Man undertaking a home inspection

Buying a home is so exciting that it’s easy to get caught up in the moment without considering the condition of the property. But looks alone won’t tell you if there are problems so it’s important to obtain a report detailing the property’s overall condition before you proceed.

This report, also known as a home inspection survey, is essential if you want to avoid problems down the line which may end up costing you considerable time and money. The following tips will help you understand what to look for when considering making an offer on a property and help you find a qualified professional to undertake a survey.

Is a home inspection survey the same as a home inspection pack?

No, they’re two different things. There is no longer a legal requirement for sellers to produce a home inspection pack (HIP) for buyers. Instead, a home inspection survey is strongly recommended and is paid for by the purchaser. Home inspection surveys are like an MOT on a property and having one done can save you money if any major structural problems are found. In some cases, you might even be able to negotiate a lower purchase price as a result. The survey should always be performed before any legal contracts are exchanged between the seller and the buyer.

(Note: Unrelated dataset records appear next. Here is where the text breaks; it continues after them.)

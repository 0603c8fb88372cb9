use crate::errors::ConfigError;
use chrono::Local;
use simplelog::*;
use std::fs::File;

/// level name from the config file to a filter, case insensitive
pub fn parse_loglevel(level: &str) -> Result<LevelFilter, ConfigError> {
    match level.to_lowercase().as_str() {
        "off" => Ok(LevelFilter::Off),
        "error" => Ok(LevelFilter::Error),
        "warn" => Ok(LevelFilter::Warn),
        "info" => Ok(LevelFilter::Info),
        "debug" => Ok(LevelFilter::Debug),
        "trace" => Ok(LevelFilter::Trace),
        other => Err(ConfigError::InvalidValue {
            key: "loglevel".to_string(),
            reason: format!("'{}' is not one of off, error, warn, info, debug, trace", other),
        }),
    }
}

/// default name of the log file, stamped with the current local time
pub fn default_log_name() -> String {
    let date_and_time = Local::now().format("%Y-%m-%d_%H-%M-%S");
    format!("log_{}.txt", date_and_time)
}

/// Installs the global logger: always the terminal, plus `log_file` when given.
/// `Some("")` writes to a time stamped file in the working directory.
///
/// Returns `Ok(false)` if a logger was already installed; that is not an error
/// and the existing logger stays active.
pub fn init_logger(level: &str, log_file: Option<&str>) -> Result<bool, ConfigError> {
    let log_option = parse_loglevel(level)?;
    let mut loggers: Vec<Box<dyn SharedLogger>> = vec![TermLogger::new(
        log_option,
        Config::default(),
        TerminalMode::Mixed,
        ColorChoice::Auto,
    )];
    if let Some(name) = log_file {
        let name = if name.is_empty() { default_log_name() } else { name.to_string() };
        loggers.push(WriteLogger::new(log_option, Config::default(), File::create(name)?));
    }
    match CombinedLogger::init(loggers) {
        Ok(()) => Ok(true),
        Err(_) => Ok(false),
    }
}
//! # Symbolic Engine Derivatives Module
//!
//! Analytical differentiation and direct evaluation of symbolic expressions.
//!
//! ## Key Methods
//!
//! ### Differentiation
//! - `diff(var: &str)` - analytical partial/total derivative (not simplified)
//! - `n_th_derivative(var, n)` - higher-order derivative, simplified after every step
//! - `derivative_chain(var, n)` - every intermediate derivative, raw and simplified
//! - `diff_multi_args(vars)` - all first partial derivatives at once
//!
//! ### Checks and evaluation
//! - `find_division_by_zero()` - denominators that are structurally zero
//! - `non_finite_constant()` - inf/NaN constants in the tree
//! - `eval_expression()` - direct evaluation without closure creation

use crate::errors::ComputationError;
use crate::symbolic::symbolic_engine::{Expr, FunctionKind};

impl Expr {
    /// DIFFERENTIATION

    /// Computes the analytical derivative of the expression with respect to a variable.
    ///
    /// - Power rule: d/dx(u**n) = n*u**(n-1)*u'
    /// - Exponential base: d/dx(a**v) = a**v*log(a)*v'
    /// - General power: d/dx(u**v) = u**v*(v'*log(u) + v*u'/u)
    /// - Product rule: d/dx(f*g) = f'*g + f*g'
    /// - Quotient rule: d/dx(f/g) = (f'*g - g'*f)/(g*g)
    /// - Chain rule for every function
    ///
    /// Sub-trees free of `var` differentiate to `0` directly.
    ///
    /// # Examples
    /// ```rust, ignore
    /// let f = Expr::parse_expression("x**2").unwrap();
    /// let df_dx = f.diff("x").simplify(); // 2*x
    /// ```
    pub fn diff(&self, var: &str) -> Expr {
        if !self.contains_variable(var) {
            return Expr::Const(0.0);
        }
        match self {
            Expr::Var(_) => Expr::Const(1.0),
            Expr::Const(_) => Expr::Const(0.0),
            Expr::Add(lhs, rhs) => Expr::Add(Box::new(lhs.diff(var)), Box::new(rhs.diff(var))),
            Expr::Sub(lhs, rhs) => Expr::Sub(Box::new(lhs.diff(var)), Box::new(rhs.diff(var))),
            Expr::Mul(lhs, rhs) => Expr::Add(
                Box::new(Expr::Mul(Box::new(lhs.diff(var)), rhs.clone())),
                Box::new(Expr::Mul(lhs.clone(), Box::new(rhs.diff(var)))),
            ),
            Expr::Div(lhs, rhs) => Expr::Div(
                Box::new(Expr::Sub(
                    Box::new(Expr::Mul(Box::new(lhs.diff(var)), rhs.clone())),
                    Box::new(Expr::Mul(Box::new(rhs.diff(var)), lhs.clone())),
                )),
                Box::new(Expr::Mul(rhs.clone(), rhs.clone())),
            ),
            Expr::Pow(base, exp) if !exp.contains_variable(var) => {
                let reduced_exp = match exp.as_ref() {
                    Expr::Const(n) => Expr::Const(n - 1.0),
                    _ => Expr::Sub(exp.clone(), Box::new(Expr::Const(1.0))),
                };
                Expr::Mul(
                    Box::new(Expr::Mul(
                        exp.clone(),
                        Box::new(Expr::Pow(base.clone(), Box::new(reduced_exp))),
                    )),
                    Box::new(base.diff(var)),
                )
            }
            Expr::Pow(base, exp) if !base.contains_variable(var) => Expr::Mul(
                Box::new(Expr::Mul(
                    Box::new(self.clone()),
                    Box::new(Expr::Func(FunctionKind::Log, base.clone())),
                )),
                Box::new(exp.diff(var)),
            ),
            Expr::Pow(base, exp) => Expr::Mul(
                Box::new(self.clone()),
                Box::new(Expr::Add(
                    Box::new(Expr::Mul(
                        Box::new(exp.diff(var)),
                        Box::new(Expr::Func(FunctionKind::Log, base.clone())),
                    )),
                    Box::new(Expr::Div(
                        Box::new(Expr::Mul(exp.clone(), Box::new(base.diff(var)))),
                        base.clone(),
                    )),
                )),
            ),
            Expr::Func(kind, arg) => {
                let inner = arg.diff(var);
                match kind {
                    FunctionKind::Sin => Expr::Mul(
                        Box::new(Expr::Func(FunctionKind::Cos, arg.clone())),
                        Box::new(inner),
                    ),
                    FunctionKind::Cos => Expr::Mul(
                        Box::new(Expr::Mul(
                            Box::new(Expr::Const(-1.0)),
                            Box::new(Expr::Func(FunctionKind::Sin, arg.clone())),
                        )),
                        Box::new(inner),
                    ),
                    // sec**2 written as 1/cos**2
                    FunctionKind::Tan => Expr::Mul(
                        Box::new(Expr::Div(
                            Box::new(Expr::Const(1.0)),
                            Box::new(Expr::Pow(
                                Box::new(Expr::Func(FunctionKind::Cos, arg.clone())),
                                Box::new(Expr::Const(2.0)),
                            )),
                        )),
                        Box::new(inner),
                    ),
                    FunctionKind::Exp => Expr::Mul(Box::new(self.clone()), Box::new(inner)),
                    FunctionKind::Log => Expr::Div(Box::new(inner), arg.clone()),
                    FunctionKind::Sqrt => Expr::Div(
                        Box::new(inner),
                        Box::new(Expr::Mul(Box::new(Expr::Const(2.0)), Box::new(self.clone()))),
                    ),
                }
            }
        }
    } // end of diff

    /// Every derivative from order 1 to `n` as `(raw, simplified)` pairs.
    ///
    /// Each step differentiates the simplified result of the previous one.
    pub fn derivative_chain(&self, var_name: &str, n: usize) -> Vec<(Expr, Expr)> {
        let mut chain = Vec::with_capacity(n);
        let mut expr = self.clone();
        for _ in 0..n {
            let raw = expr.diff(var_name);
            let simplified = raw.simplify();
            chain.push((raw, simplified.clone()));
            expr = simplified;
        }
        chain
    }

    /// Computes the nth derivative, simplifying after every differentiation.
    /// `n = 0` returns the simplified expression itself.
    pub fn n_th_derivative(&self, var_name: &str, n: usize) -> Expr {
        match self.derivative_chain(var_name, n).pop() {
            Some((_, simplified)) => simplified,
            None => self.simplify(),
        }
    }

    /// first partial derivatives with respect to each of `all_vars`, simplified
    pub fn diff_multi_args(&self, all_vars: &[&str]) -> Vec<Expr> {
        all_vars.iter().map(|var| self.diff(var).simplify()).collect()
    }

    /// First sub-expression whose denominator (or base of a negative power) is
    /// structurally zero once simplified.
    pub fn find_division_by_zero(&self) -> Option<Expr> {
        match self {
            Expr::Var(_) | Expr::Const(_) => None,
            Expr::Div(num, den) => {
                if den.simplify().is_zero() {
                    return Some(self.clone());
                }
                num.find_division_by_zero().or_else(|| den.find_division_by_zero())
            }
            Expr::Pow(base, exp) => {
                let negative_exp = matches!(exp.simplify(), Expr::Const(n) if n < 0.0);
                if negative_exp && base.simplify().is_zero() {
                    return Some(self.clone());
                }
                base.find_division_by_zero().or_else(|| exp.find_division_by_zero())
            }
            Expr::Add(lhs, rhs) | Expr::Sub(lhs, rhs) | Expr::Mul(lhs, rhs) => {
                lhs.find_division_by_zero().or_else(|| rhs.find_division_by_zero())
            }
            Expr::Func(_, arg) => arg.find_division_by_zero(),
        }
    }

    /// first constant in the tree that is inf or NaN
    pub fn non_finite_constant(&self) -> Option<f64> {
        match self {
            Expr::Const(c) if !c.is_finite() => Some(*c),
            Expr::Var(_) | Expr::Const(_) => None,
            Expr::Add(lhs, rhs)
            | Expr::Sub(lhs, rhs)
            | Expr::Mul(lhs, rhs)
            | Expr::Div(lhs, rhs)
            | Expr::Pow(lhs, rhs) => lhs.non_finite_constant().or_else(|| rhs.non_finite_constant()),
            Expr::Func(_, arg) => arg.non_finite_constant(),
        }
    }

    /// Evaluates the expression with `values[i]` substituted for `vars[i]`.
    ///
    /// # Performance
    /// Use lambdify() for repeated evaluation, eval_expression() for one-time use
    pub fn eval_expression(&self, vars: &[&str], values: &[f64]) -> Result<f64, ComputationError> {
        let value = match self {
            Expr::Var(name) => {
                let index = vars
                    .iter()
                    .position(|&x| x == name)
                    .filter(|&i| i < values.len())
                    .ok_or_else(|| ComputationError::UnknownVariable(name.clone()))?;
                values[index]
            }
            Expr::Const(val) => *val,
            Expr::Add(lhs, rhs) => lhs.eval_expression(vars, values)? + rhs.eval_expression(vars, values)?,
            Expr::Sub(lhs, rhs) => lhs.eval_expression(vars, values)? - rhs.eval_expression(vars, values)?,
            Expr::Mul(lhs, rhs) => lhs.eval_expression(vars, values)? * rhs.eval_expression(vars, values)?,
            Expr::Div(lhs, rhs) => lhs.eval_expression(vars, values)? / rhs.eval_expression(vars, values)?,
            Expr::Pow(base, exp) => {
                base.eval_expression(vars, values)?.powf(exp.eval_expression(vars, values)?)
            }
            Expr::Func(kind, arg) => kind.apply(arg.eval_expression(vars, values)?),
        };
        Ok(value)
    }
}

What’s involved in a home inspection survey?

There are a range of home inspection surveys all of which are separate to the mortgage valuation report carried out by the mortgage lender which simply indicates the value of the property and doesn’t highlight potential structural defects. When choosing which type of survey to commission, you might like to consider this general guidance. However, it’s essential to take professional advice before undertaking any survey. To find a local, qualified surveyor, visit the Royal Institution of Chartered Surveyors and speak to more than one to get a good idea of what survey is right for your needs.

What types of home inspection surveys are there?

There are three types to choose from and each offers something different. The type you choose will have a lot to do with the condition and age of the property, and the plans you have for it once you move in.

The condition report

This is the most basic survey and is less expensive than others. It’s usually recommended for homes that appear to be in reasonable condition and those that have been built using commonly available building materials. The condition report examines only the overall condition of the property, although it may also highlight potential problems that will need attention in the future. Being a general overview only, advice on how to address problems isn’t included in this report but it will comment on:

  • The construction and general condition of the property
  • Any serious (not minor) defects which require urgent attention for reasons of safety
  • Any aspects of the property that will need further investigation to prevent serious damage to the stability of the building
  • Other points including (where applicable) building guarantees, planning permissions and building control concerns.

The home buyer report

Although similar to the condition report, this particular survey involves a more thorough visual inspection and goes into detail where potential repairs are concerned. This type of survey is usually recommended for properties which have been built in the last 150 years and are within around 2,000 square feet. Note that if you’re planning to renovate the property, this type of report may not offer you all of the information you’ll need. Additional information provided in this report also includes a valuation of the property which can help you to decide how much insurance cover you should take out if you need to rebuild the property, and advice on repairs that might need to be made. This survey reports on:

  • The general condition of the property and any major (and minor) faults
  • Whether any major faults will require repair and what these might cost
  • An assessment of damp in the walls and damp or woodworm in the woodwork
  • An assessment of the condition of the property’s damp-proofing, insulation and drainage (although do note that drainage will not be tested, and nor will gas or water; you can arrange to have these examined separately)
  • An estimate of the cost to rebuild the property if it were to be destroyed for any reason
  • Recommendations for any further surveys and investigations that may need to be performed on specific areas before contracts are exchanged
  • An estimated valuation of the property on the open market.

The building survey

This used to be called a ‘structural survey’ and is the most comprehensive and detailed of all three types of home inspection survey. These surveys are recommended for older, unusual, altered or listed properties as well as those in need of major structural work. You might also consider this option if you have any doubts about the property’s condition, even if the property is new. The surveyor will undertake a detailed external and internal inspection of the property, and will attempt to access all areas where possible. A surveyor will offer buyers a technical report (also known as a full report) but you might choose a summary report instead which contains less information on the property’s construction and the extent of any required repairs. Although this report doesn’t include a valuation of the property you might be able to ask the surveyor to include one at an additional cost. Do note that this survey will likely take many hours to complete due to its wide scope, and offers insight into:

  • Any major (and minor faults) within the property and details of how much it might cost for repairs
  • Indications of any damp in walls or woodworm in the woodwork
  • Investigation into the condition of any damp proofing, insulation and drainage (note that the drains are not tested but this can be undertaken separately if needed, as can a check of gas and water)
  • Proposals for any further specific inspections or subsequent work which may need to be done on the property
  • Technical information concerning the property’s construction and all materials that have been used (this is usually required when taking out building insurance)
  • General information about the location of the property such as risk of subsidence or flooding.

How much does a survey cost?

The cost depends on the type of survey you want to commission and prices also vary widely depending on the surveyor. This is why it’s crucial to choose the right survey for your needs and a chartered surveyor will be able to advise you. But, do remember that the cost of a survey is a fraction of the cost of a new home, and they save money, time and worry over the long-term.